Rendi memencet bel sebelum memasuki kamar orang tuanya. Sebenarnya, Rendi memiliki kartu aksesnya, hanya saja dia tidak pernah memakainya jika ada orang tuanya di dalam kamar. Di belakang Rendi dan Amel, sedang berdiri Sofi dan Raka yang harap-harap cemas ketika memikirkan akan bertemu dengan orang Rendi.
Mereka disambut dengan wajah sumringah Lilian ketika pintu terbuka. "Kenapa tidak bilang kalau mau ke sini sayang?" Lilian menarik lembut tangan Amel masuk ke dalam kamarnya, melupakan kedua anaknya yang berada di belakang Amel.
"Iyaa Ma, mendadak, tadi habis dari rumah sakit sekalian mampir ke sini." Amel dan yang lainnya mengikuti langkah Lilian menuju ruang tamu.
Sebagai pemilik hotel, tentu saja mereka menempati tipe kamar paling tinggi, yaitu Presidential Suite yang memiliki kamar lebih dari satu, ruang tamu, ruang makan, area kerja yang besar, dapur mini, ruang santai dan ruang olahraga pribadi.
"Iyaa, kata Jhon kamu sakit ya sayang?"
Belum sempat Amel menjawab, Sofi sudah lebih dulu berbicara. "Mama suka gitu deh, lupa sama anak sendiri." Sofi menampilkan wajah cemberutnya ketika merasa tidak dipedulikan oleh ibunya.
Rendi duduk santai bersebelahan dengan Raka, Sofi duduk di sofa single, sementara Lilian duduk bersebelahan dengan Amel. "Sama kakak ipar sendiri aja kamu cemburu." Lilian menanggapi dengan santai saat anaknya protes.
Sofi sebenarnya hanya menggoda ibunya, dia tidak benar-benar marah. "Papa ke mana, Ma?" tanya Rendi ketika tidak melihat keberadaan ayahnya di kamar tersebut.

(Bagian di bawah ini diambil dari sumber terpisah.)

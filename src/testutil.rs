//! Shared test fixtures: pose frame builders

use crate::types::{keypoint_index, Keypoint, PoseFrame, KEYPOINT_COUNT};

/// Frame with all keypoints hidden except those explicitly placed
pub(crate) fn frame_with(timestamp: f64, placed: &[(usize, f64, f64, f64)]) -> PoseFrame {
    let mut keypoints = vec![
        Keypoint {
            x: 0.0,
            y: 0.0,
            visibility: 0.0,
        };
        KEYPOINT_COUNT
    ];
    for &(index, x, y, visibility) in placed {
        keypoints[index] = Keypoint { x, y, visibility };
    }
    PoseFrame {
        keypoints,
        timestamp,
        subject_id: 0,
    }
}

/// Frame with a visible torso centered at (x, y) and a forward-facing head
pub(crate) fn forward_frame(timestamp: f64, x: f64, y: f64) -> PoseFrame {
    frame_with(
        timestamp,
        &[
            (keypoint_index::LEFT_SHOULDER, x - 0.1, y - 0.1, 0.9),
            (keypoint_index::RIGHT_SHOULDER, x + 0.1, y - 0.1, 0.9),
            (keypoint_index::LEFT_HIP, x - 0.1, y + 0.1, 0.9),
            (keypoint_index::RIGHT_HIP, x + 0.1, y + 0.1, 0.9),
            (keypoint_index::NOSE, x, y - 0.3, 0.9),
            (keypoint_index::LEFT_EAR, x - 0.05, y - 0.3, 0.9),
            (keypoint_index::RIGHT_EAR, x + 0.05, y - 0.3, 0.9),
        ],
    )
}

/// Frame like [`forward_frame`] but with the head turned well past the
/// default yaw tolerance
pub(crate) fn off_task_frame(timestamp: f64, x: f64, y: f64) -> PoseFrame {
    let mut frame = forward_frame(timestamp, x, y);
    // Push the nose to the right ear: atan2(0.05, 0.101) ~ 26.3 degrees of
    // yaw would still pass, so go past the ear instead (~44.7 degrees).
    frame.keypoints[keypoint_index::NOSE].x = x + 0.1;
    frame
}
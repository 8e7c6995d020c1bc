//! Transactions mixing plaintext account inputs/outputs with stealth UTXO
//! inputs/outputs, their TLV form, hashes and the stateless verification
//! counterpart of the builder.

use curve25519_dalek::scalar::Scalar;
use serde::{Deserialize, Serialize};

use crate::address::ExternalAddress;
use crate::crypto::{self, Key};
use crate::envelope;
use crate::error::{Result, WalletError};
use crate::rct::{self, RctSig};
use crate::ringsig::KeyImage;
use crate::tlv::{self, Codec, RecordReader, RecordWriter};

/// Token identifier; the native coin is the zero address.
pub type TokenId = ExternalAddress;

pub const NATIVE_TOKEN: TokenId = [0u8; 20];

/// Cap on stealth outputs per transaction.
pub const MAX_UTXO_OUT: usize = 16;

const KIND_ACCOUNT: u8 = 1;
const KIND_UTXO: u8 = 2;

#[derive(Debug, Clone, PartialEq, Eq, Serialize, Deserialize)]
pub enum Input {
    /// Plaintext spend from an externally signed account.
    Account { nonce: u64, amount: u128, cf: Key, commit: Key },
    /// Ring spend of a stealth output; offsets are relative.
    Utxo { key_offsets: Vec<u64>, key_image: Key },
}

#[derive(Debug, Clone, PartialEq, Eq, Serialize, Deserialize)]
pub enum Output {
    Account { to: ExternalAddress, amount: u128, data: Vec<u8>, commit: Key },
    Utxo { otaddr: Key, remark: Key },
}

#[derive(Debug, Clone, Default, PartialEq, Eq, Serialize, Deserialize)]
pub struct Transaction {
    pub inputs: Vec<Input>,
    pub outputs: Vec<Output>,
    pub token_id: TokenId,
    pub r_key: Key,
    pub add_keys: Vec<Key>,
    /// Atomic units of the native coin.
    pub fee: u128,
    pub extra: Vec<u8>,
    /// External signature over the prefix hash; empty for UTXO-input txs.
    pub signature: Vec<u8>,
    pub rct_sig: RctSig,
}

/// Signs account inputs on behalf of the keystore.
pub trait AccountSigner: Send + Sync {
    fn address(&self) -> ExternalAddress;
    fn sign(&self, prefix_hash: &Key) -> Result<Vec<u8>>;
}

impl Input {
    pub fn is_account(&self) -> bool {
        matches!(self, Input::Account { .. })
    }

    pub fn key_image(&self) -> Option<KeyImage> {
        match self {
            Input::Utxo { key_image, .. } => Some(KeyImage(*key_image)),
            Input::Account { .. } => None,
        }
    }
}

impl Output {
    pub fn is_utxo(&self) -> bool {
        matches!(self, Output::Utxo { .. })
    }
}

/// Delta-encodes ring member indices; `offsets` must be sorted ascending.
pub fn absolute_to_relative(offsets: &[u64]) -> Result<Vec<u64>> {
    let mut prev = 0u64;
    offsets
        .iter()
        .map(|o| {
            let r = o
                .checked_sub(prev)
                .ok_or_else(|| WalletError::ArgsInvalid("key offsets not ascending".into()))?;
            prev = *o;
            Ok(r)
        })
        .collect()
}

pub fn relative_to_absolute(offsets: &[u64]) -> Result<Vec<u64>> {
    let mut acc = 0u64;
    offsets
        .iter()
        .map(|o| {
            acc = acc.checked_add(*o).ok_or_else(|| WalletError::TransInvalid("key offset overflow".into()))?;
            Ok(acc)
        })
        .collect()
}

/// `commit = cf·G + units·H` of an account input.
pub fn account_input_commit(cf: &Scalar, amount: u128) -> Result<Key> {
    let units = envelope::to_commit_units(amount)?;
    Ok(crypto::compress(&crypto::commit(cf, &Scalar::from(units))))
}

/// `commit = units·H` of an account output.
pub fn account_output_commit(amount: u128) -> Result<Key> {
    let units = envelope::to_commit_units(amount)?;
    Ok(crypto::scalarmult_h(&crypto::d2h(units)))
}

impl Transaction {
    pub fn utxo_inputs(&self) -> impl Iterator<Item = (&Vec<u64>, &Key)> {
        self.inputs.iter().filter_map(|i| match i {
            Input::Utxo { key_offsets, key_image } => Some((key_offsets, key_image)),
            Input::Account { .. } => None,
        })
    }

    pub fn key_images(&self) -> Vec<KeyImage> {
        self.inputs.iter().filter_map(Input::key_image).collect()
    }

    pub fn has_account_input(&self) -> bool {
        self.inputs.iter().any(Input::is_account)
    }

    /// Stealth outputs in order, with their position among stealth outputs.
    pub fn utxo_outputs(&self) -> impl Iterator<Item = (usize, &Key, &Key)> {
        self.outputs
            .iter()
            .filter_map(|o| match o {
                Output::Utxo { otaddr, remark } => Some((otaddr, remark)),
                Output::Account { .. } => None,
            })
            .enumerate()
            .map(|(i, (p, r))| (i, p, r))
    }

    fn write_prefix(&self, w: &mut RecordWriter<'_>) -> Result<()> {
        w.raw(1, &tlv::records(&self.inputs)?)?
            .raw(2, &tlv::records(&self.outputs)?)?
            .field(3, &self.token_id)?
            .field(4, &self.r_key)?
            .raw(5, &tlv::key_v(&self.add_keys)?)?
            .field(6, &self.fee)?
            .field(7, &self.extra)?;
        Ok(())
    }

    /// Keccak of the prefix fields; the message every signature binds.
    pub fn prefix_hash(&self) -> Result<Key> {
        let mut out = Vec::new();
        self.write_prefix(&mut RecordWriter::new(&mut out))?;
        Ok(crypto::keccak256(&out))
    }

    pub fn hash(&self) -> Result<Key> {
        Ok(crypto::keccak256(&tlv::encode(self)?))
    }

    pub fn to_bytes(&self) -> Result<Vec<u8>> {
        tlv::encode(self)
    }

    pub fn from_bytes(bytes: &[u8]) -> Result<Self> {
        tlv::decode(bytes)
    }

    /// Everything that can be checked without chain state: shape, plaintext
    /// commitments, range proofs, ring signatures and the commitment balance.
    pub fn verify(&self) -> Result<()> {
        let invalid = |m: &str| WalletError::TransInvalid(m.to_string());
        let accounts_in = self.inputs.iter().filter(|i| i.is_account()).count();
        if accounts_in > 0 && accounts_in != self.inputs.len() {
            return Err(WalletError::MixInputUnsupported);
        }
        if accounts_in > 1 {
            return Err(invalid("more than one account input"));
        }
        if self.outputs.iter().filter(|o| !o.is_utxo()).count() > 1 {
            return Err(invalid("more than one account output"));
        }
        let utxo_out: Vec<&Key> = self.utxo_outputs().map(|(_, p, _)| p).collect();
        if utxo_out.len() > MAX_UTXO_OUT {
            return Err(WalletError::DestsOverLimit);
        }

        let base = &self.rct_sig.base;
        if base.message != self.prefix_hash()? {
            return Err(invalid("rct message is not the prefix hash"));
        }
        if u128::from(base.txn_fee) * envelope::CHANGE_RATE != self.fee {
            return Err(invalid("fee mismatch"));
        }
        if base.out_pk.len() != utxo_out.len() || base.out_pk.iter().zip(&utxo_out).any(|(c, p)| c.dest != **p) {
            return Err(invalid("output keys do not match outPk"));
        }

        let mut extra_in = Vec::new();
        let mut extra_out = Vec::new();
        for input in &self.inputs {
            if let Input::Account { amount, cf, commit, .. } = input {
                let cf = crypto::sc_canonical(cf).ok_or_else(|| invalid("account input cf"))?;
                if account_input_commit(&cf, *amount)? != *commit {
                    return Err(invalid("account input commitment"));
                }
                extra_in.push(*commit);
            }
        }
        for output in &self.outputs {
            if let Output::Account { amount, commit, .. } = output {
                if account_output_commit(*amount)? != *commit {
                    return Err(invalid("account output commitment"));
                }
                extra_out.push(*commit);
            }
        }
        for ((offsets, _), ring) in self.utxo_inputs().zip(&base.mix_ring) {
            if offsets.len() != ring.len() {
                return Err(invalid("ring size does not match key offsets"));
            }
        }
        if accounts_in == 1 && self.signature.is_empty() {
            return Err(WalletError::SignFail("account input is unsigned".into()));
        }
        rct::ver_rct_simple(&self.rct_sig, &self.key_images(), &extra_in, &extra_out)
    }
}

impl Codec for Input {
    fn write(&self, out: &mut Vec<u8>) -> Result<()> {
        let mut body = Vec::new();
        let kind = match self {
            Input::Account { nonce, amount, cf, commit } => {
                RecordWriter::new(&mut body)
                    .field(1, nonce)?
                    .field(2, amount)?
                    .field(3, cf)?
                    .field(4, commit)?;
                KIND_ACCOUNT
            }
            Input::Utxo { key_offsets, key_image } => {
                RecordWriter::new(&mut body)
                    .raw(1, &tlv::Packed(key_offsets.as_slice()).bytes()?)?
                    .field(2, key_image)?;
                KIND_UTXO
            }
        };
        RecordWriter::new(out).field(1, &kind)?.raw(2, &body)?;
        Ok(())
    }

    fn read(body: &[u8]) -> Result<Self> {
        let mut r = RecordReader::parse(body, &[1, 2])?;
        let kind: u8 = r.get(1)?;
        let inner = r.bytes(2)?;
        match kind {
            KIND_ACCOUNT => {
                let mut f = RecordReader::parse(&inner, &[1, 2, 3, 4])?;
                Ok(Input::Account { nonce: f.get(1)?, amount: f.get(2)?, cf: f.get(3)?, commit: f.get(4)? })
            }
            KIND_UTXO => {
                let mut f = RecordReader::parse(&inner, &[1, 2])?;
                Ok(Input::Utxo { key_offsets: tlv::unpack(&f.bytes(1)?, 8)?, key_image: f.get(2)? })
            }
            k => Err(WalletError::Tlv(format!("unknown input kind {k}"))),
        }
    }
}

impl Codec for Output {
    fn write(&self, out: &mut Vec<u8>) -> Result<()> {
        let mut body = Vec::new();
        let kind = match self {
            Output::Account { to, amount, data, commit } => {
                RecordWriter::new(&mut body)
                    .field(1, to)?
                    .field(2, amount)?
                    .field(3, data)?
                    .field(4, commit)?;
                KIND_ACCOUNT
            }
            Output::Utxo { otaddr, remark } => {
                RecordWriter::new(&mut body).field(1, otaddr)?.field(2, remark)?;
                KIND_UTXO
            }
        };
        RecordWriter::new(out).field(1, &kind)?.raw(2, &body)?;
        Ok(())
    }

    fn read(body: &[u8]) -> Result<Self> {
        let mut r = RecordReader::parse(body, &[1, 2])?;
        let kind: u8 = r.get(1)?;
        let inner = r.bytes(2)?;
        match kind {
            KIND_ACCOUNT => {
                let mut f = RecordReader::parse(&inner, &[1, 2, 3, 4])?;
                Ok(Output::Account { to: f.get(1)?, amount: f.get(2)?, data: f.get(3)?, commit: f.get(4)? })
            }
            KIND_UTXO => {
                let mut f = RecordReader::parse(&inner, &[1, 2])?;
                Ok(Output::Utxo { otaddr: f.get(1)?, remark: f.get(2)? })
            }
            k => Err(WalletError::Tlv(format!("unknown output kind {k}"))),
        }
    }
}

impl Codec for Transaction {
    fn write(&self, out: &mut Vec<u8>) -> Result<()> {
        let mut w = RecordWriter::new(out);
        self.write_prefix(&mut w)?;
        w.field(8, &self.signature)?.field(9, &self.rct_sig)?;
        Ok(())
    }

    fn read(body: &[u8]) -> Result<Self> {
        let mut r = RecordReader::parse(body, &[1, 2, 3, 4, 5, 6, 7, 8, 9])?;
        Ok(Transaction {
            inputs: tlv::read_records(&r.bytes(1)?)?,
            outputs: tlv::read_records(&r.bytes(2)?)?,
            token_id: r.get(3)?,
            r_key: r.get(4)?,
            add_keys: tlv::read_key_v(&r.bytes(5)?)?,
            fee: r.get(6)?,
            extra: r.get(7)?,
            signature: r.get(8)?,
            rct_sig: r.get(9)?,
        })
    }
}
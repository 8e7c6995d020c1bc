use anyhow::{anyhow, Context};
use clap::{Parser, Subcommand};
use std::sync::Arc;
use tokio::signal;
use tokio::sync::{broadcast, Mutex};
use tracing_subscriber::EnvFilter;
use zeroize::Zeroizing;

use ctcwallet::{
    address, builder::Recipient, config, crypto, keys, metrics, node::HttpNodeClient, selection::Destination, storage::Store,
    sync, transaction::NATIVE_TOKEN, wallet::Wallet,
};

#[derive(Parser)]
#[command(author, version, about = "ctcwallet: confidential-transaction light wallet")]
struct Cli {
    #[arg(short, long, default_value = "config.toml")]
    config: String,

    /// File holding the root secret as hex or a 25-word mnemonic; `CTC_ROOT_SECRET` is used otherwise
    #[arg(long)]
    root_key_file: Option<String>,

    #[command(subcommand)]
    cmd: Option<Cmd>,
}

#[derive(Subcommand)]
enum Cmd {
    /// Print the main address or a subaddress
    Address {
        #[arg(long, default_value_t = 0)]
        index: u32,
    },
    /// Scan new blocks once, or keep scanning with --watch
    Refresh {
        #[arg(long)]
        watch: bool,
    },
    Balance,
    /// Pay a stealth address or a 0x account and submit the transactions
    Transfer {
        #[arg(long)]
        to: String,
        /// Atomic units
        #[arg(long)]
        amount: u128,
        /// Spend only from these subaddresses
        #[arg(long = "subaddr")]
        subaddrs: Vec<u32>,
    },
    /// Reveal the proof key of a sent transaction
    ProofKey {
        #[arg(long)]
        tx: String,
        #[arg(long)]
        addr: String,
    },
    /// Check a proof key and print the amount it proves
    CheckProof {
        #[arg(long)]
        tx: String,
        #[arg(long)]
        addr: String,
        #[arg(long)]
        key: String,
    },
    /// Forget every owned output and scan again from height 0
    Rescan,
    /// Print the 25-word mnemonic of the root secret
    Mnemonic,
}

fn load_config(path: &str) -> anyhow::Result<config::Config> {
    match config::load(path) {
        Ok(c) => Ok(c),
        Err(e1) => {
            eprintln!("⚠️  Could not read config from '{}': {:#}", path, e1);
            // Embedded default config lets the binary run standalone
            const EMBEDDED_CONFIG: &str = include_str!("../config.toml");
            config::load_from_str(EMBEDDED_CONFIG)
                .map_err(|e2| anyhow!("failed to load configuration: {} / {}", e1, e2))
        }
    }
}

fn root_secret(file: Option<&str>) -> anyhow::Result<Zeroizing<crypto::Key>> {
    let text = Zeroizing::new(match file {
        Some(p) => std::fs::read_to_string(p).with_context(|| format!("🔑 couldn’t read root key file {p}"))?,
        None => std::env::var("CTC_ROOT_SECRET").context("🔑 set CTC_ROOT_SECRET or pass --root-key-file")?,
    });
    let key = if text.split_whitespace().count() > 1 {
        keys::words_to_key(&text).context("🔑 root mnemonic rejected")?
    } else {
        crypto::key_from_hex(&text).context("🔑 root secret must be 32 bytes of hex or a 25-word mnemonic")?
    };
    Ok(Zeroizing::new(key))
}

fn parse_hash(s: &str) -> anyhow::Result<crypto::Key> {
    crypto::key_from_hex(s).with_context(|| format!("invalid 32-byte hex '{s}'"))
}

#[tokio::main]
async fn main() -> anyhow::Result<()> {
    tracing_subscriber::fmt()
        .with_env_filter(EnvFilter::try_from_default_env().unwrap_or_else(|_| EnvFilter::new("info")))
        .init();

    let cli = Cli::parse();
    let cfg = load_config(&cli.config)?;

    let root = root_secret(cli.root_key_file.as_deref())?;
    if matches!(cli.cmd, Some(Cmd::Mnemonic)) {
        println!("🔑 {}", Zeroizing::new(keys::key_to_words(&root)).as_str());
        return Ok(());
    }

    let store = Arc::new(Store::open(&cfg.storage.path)?);
    println!("🗄️  Wallet store opened at '{}'", cfg.storage.path);
    let node = Arc::new(HttpNodeClient::new(&cfg.node.url, cfg.node.timeout())?);
    let external = cfg.wallet.account.as_deref().map(address::parse_external).transpose()?;
    let mut wallet = Wallet::open(store.clone(), node, root, external, cfg.wallet.clone())?;

    match cli.cmd.unwrap_or(Cmd::Refresh { watch: false }) {
        Cmd::Address { index } => {
            println!("📬 {}", wallet.address(index)?);
        }
        Cmd::Refresh { watch: false } => {
            let report = wallet.refresh_once().await?;
            println!(
                "🔄 Scanned {} blocks up to {} ({} found, {} spent)",
                report.blocks, report.remote_height, report.found, report.spent
            );
        }
        Cmd::Refresh { watch: true } => {
            let m = metrics::WalletMetrics::new()?;
            metrics::serve(cfg.metrics.clone(), m.clone())?;
            let (shutdown_tx, shutdown_rx) = broadcast::channel::<()>(1);
            let wallet = Arc::new(Mutex::new(wallet));
            let mut handle = sync::spawn(
                wallet.clone(),
                m,
                std::time::Duration::from_secs(cfg.wallet.refresh_secs),
                shutdown_rx,
            );
            let stopped = tokio::select! {
                _ = signal::ctrl_c() => false,
                _ = &mut handle => true,
            };
            if stopped {
                eprintln!("🔥 Refresh task stopped, see the log for the cause");
            } else {
                println!("🛑 Shutting down");
                let _ = shutdown_tx.send(());
                let _ = handle.await;
            }
            wallet.lock().await.close()?;
            return Ok(());
        }
        Cmd::Balance => {
            println!("💰 Balance: {} (height {})", wallet.balance(&NATIVE_TOKEN), wallet.local_height());
            for (sub, amount) in wallet.balances(&NATIVE_TOKEN) {
                println!("   #{sub:<4} {amount}");
            }
        }
        Cmd::Transfer { to, amount, subaddrs } => {
            let dest = if to.starts_with("0x") {
                Destination::Account { to: address::parse_external(&to)?, amount, data: Vec::new() }
            } else {
                let parsed = address::decode_address(&to)?;
                Destination::Utxo {
                    address: parsed.address,
                    is_subaddress: parsed.is_subaddress,
                    amount,
                    remark: [0u8; 32],
                    is_change: false,
                }
            };
            let built = wallet.create_utxo_transactions(&subaddrs, vec![dest], NATIVE_TOKEN, Vec::new()).await?;
            for b in &built {
                let hash = wallet.submit(&b.tx).await?;
                println!("✅ Sent {} (fee {})", hex::encode(hash), b.tx.fee);
            }
        }
        Cmd::ProofKey { tx, addr } => {
            let key = wallet.get_proof_key(&parse_hash(&tx)?, &Recipient::parse(&addr)?)?;
            println!("🧾 {}", hex::encode(key));
        }
        Cmd::CheckProof { tx, addr, key } => {
            let tx = wallet.get_transaction(&parse_hash(&tx)?)?;
            let amount = wallet.check_proof_key(&tx, &Recipient::parse(&addr)?, &parse_hash(&key)?)?;
            println!("✅ Proof valid: {amount}");
        }
        Cmd::Rescan => {
            wallet.rescan()?;
            let report = wallet.refresh_once().await?;
            println!("🔄 Rescanned {} blocks", report.blocks);
        }
        // printed before the store is opened
        Cmd::Mnemonic => {}
    }
    wallet.close()?;
    Ok(())
}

"Sedang tidur di kamar." Lilian menatap heran pada anak laki-lakinya, "ada apa?"
"Ada yang mau Rendi bicarakan sama Mama dan papa."
"Sebentar, mama lihat dulu, mungkin papa sudah bangun." Lilian bangkit memasuki kamar, tidak lama berselang, ibu dan ayah Rendi keluar bersamaan.
"Ada apa ini? Ramai sekali?" Ayah Rendi duduk bersebelahan dengan istrinya, sementara Rendi berada di tengah antara Amel dan Raka. "Mel, kata Rendi kamu sakit?"
Amel tersenyum. "Amel sudah ke rumah sakit, Pa. Sudah di beri obat oleh dokter."
Ayah Rendi managgut-manggut setelah itu duduk.
"Ada yang mau Rendi sama Raka sampaiin, Pa," ujar Rendi.
Ayah Rendi mengerutkan kening sesaat sebelum berbicara. "Apa?" Ayah Rendi menatap Rendi dengan wajah penasaran.
"Pa, Rendi mau minta Papa buat batalin acara resepsi di Jerman. Rendi dan Amel tidak bisa ke sana."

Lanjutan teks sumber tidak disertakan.